As with every year and in order to assist with your holiday shopping, I am happy to present my ANNUAL PESSACH KOSHER WINE GUIDE.
As with every year, I have set forth recommendations across four price ranges: Under $16, between $16-29.99, between $30-50 and Moshiach Wines (otherwise know as those über-special wines I would proudly serve the Moshiach, were he ever to grace my table). Prices tend to fluctuate and might not always fall squarely into the tiers I have listed below which should merely serve as a guide. Also, note that Moshiach wines sometimes include older vintages that I have been storing for a while in my cellar or wines that are subject to otherwise limited availability, and which are not always readily available at your local retailer.
It’s important to none that these lists are not exhaustive, but rather a sampling of wines I enjoy and think you will enjoy as well.
Also, as you know by now, despite 2008 being a tremendous vintage for almost all Israeli wines, it was Shmittah and therefore most wines were not exported out of Israel. While there are some 2008 Israeli wines being sold, including a number from the Golan Heights Winery, Galil Mountain and Odem Mountain.

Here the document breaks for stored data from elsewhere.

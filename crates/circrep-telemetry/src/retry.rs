//! Exponential back-off with jitter for telemetry requests.

use std::future::Future;
use std::time::Duration;

use crate::error::FetchError;

/// Whether a failed `circuitStatus` call is attempted again.
///
/// Only failures of the transport are retried: timeouts, refused or dropped
/// connections, and 5xx statuses from the SOAP gateway. A 4xx status means
/// the request itself was rejected.
///
/// Once the service has answered with a body, the answer is final. The PHP
/// endpoint prints notices ahead of the envelope and returns an empty
/// `return` for circuits it has no data for, so `MissingEnvelope`,
/// `MissingReturn`, `Xml` and `Deserialize` describe what the service holds
/// for that node and interface, and the same body comes back on every
/// attempt. The circuit is reported as failed instead. `InvalidEndpoint` is a
/// configuration error and never reaches the network.
pub(crate) fn is_retriable(err: &FetchError) -> bool {
    match err {
        FetchError::Http(e) => {
            e.is_timeout() || e.is_connect() || e.status().is_some_and(|s| s.is_server_error())
        }
        FetchError::InvalidEndpoint { .. }
        | FetchError::MissingEnvelope
        | FetchError::MissingReturn
        | FetchError::Xml(_)
        | FetchError::Deserialize { .. } => false,
    }
}

/// Runs one telemetry call with up to `max_retries` additional attempts when
/// [`is_retriable`] allows it.
///
/// The wait before attempt `n + 1` is `backoff_base_ms * 2^(n - 1)`, capped at
/// 60 s and jittered by ±25 %. Retries are off by default; with 3 retries and
/// a 500 ms base a circuit whose gateway stays down waits about 3.5 s in total
/// before it is reported as failed.
pub(crate) async fn retry_with_backoff<T, F, Fut>(
    max_retries: u32,
    backoff_base_ms: u64,
    mut operation: F,
) -> Result<T, FetchError>
where
    F: FnMut() -> Fut,
    Fut: Future<Output = Result<T, FetchError>>,
{
    const MAX_DELAY_MS: u64 = 60_000;
    let mut attempt = 0u32;
    loop {
        match operation().await {
            Ok(value) => return Ok(value),
            Err(err) => {
                if !is_retriable(&err) || attempt >= max_retries {
                    return Err(err);
                }
                attempt += 1;
                let computed = backoff_base_ms.saturating_mul(1u64 << (attempt - 1).min(10));
                let capped = computed.min(MAX_DELAY_MS);
                #[allow(
                    clippy::cast_possible_truncation,
                    clippy::cast_sign_loss,
                    clippy::cast_precision_loss
                )]
                let delay_ms = (capped as f64 * (rand::random::<f64>() * 0.5 + 0.75)) as u64;
                tracing::warn!(
                    attempt,
                    max_retries,
                    delay_ms,
                    error = %err,
                    "telemetry request failed, retrying after back-off"
                );
                tokio::time::sleep(Duration::from_millis(delay_ms)).await;
            }
        }
    }
}
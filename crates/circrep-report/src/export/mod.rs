//! Report artifact writers.

mod csv;
mod pdf;

use std::path::Path;

pub use self::csv::CsvExporter;
pub use self::pdf::PdfExporter;

use crate::error::ExportError;
use crate::report::CircuitReport;

/// Column headers shared by every artifact.
pub const COLUMN_HEADERS: [&str; 6] = [
    "รหัสหน่วยงาน",
    "ชื่อหน่วยงาน",
    "วันที่และเวลา",
    "ขนาดBandwidth (หน่วย Mbps)",
    "In_Averagebps",
    "Out_Averagebps",
];

/// Writes one circuit report to a file.
pub trait ReportExporter: Send + Sync {
    /// File extension, without the dot.
    fn extension(&self) -> &'static str;

    /// Top-level folder in the job archive (e.g. `CSV`).
    fn folder(&self) -> &'static str;

    /// Writes `report` to `path`, creating or truncating it.
    ///
    /// # Errors
    ///
    /// Returns [`ExportError`] if the file cannot be written or rendered.
    fn export(&self, report: &CircuitReport, path: &Path) -> Result<(), ExportError>;
}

As with most halachik issues, there are numerous opinions with respect to the different “types” of Shmittah wine produced, enjoying such wines outside of Israel (or at all) and one should consult their local Rabbi with any questions in this regard.
I note that the attached is not a comprehensive list of every wine I believe worthy of your consideration, but merely a selection of the better wines available in the different price ranges, all of which I recommend and believe are worthy of your Pessach table (or random wine glass). As the years go buy and the quality and quantity of top-notch kosher wine grows, the number of potential wines for this list get longer, and the difficulty in culling wines harder. Even so, and given that the collective Wine Buying Guide includes around 130 wines, I will be putting together a list of my top-ten wines in each of the four categories and posting it on my website next week.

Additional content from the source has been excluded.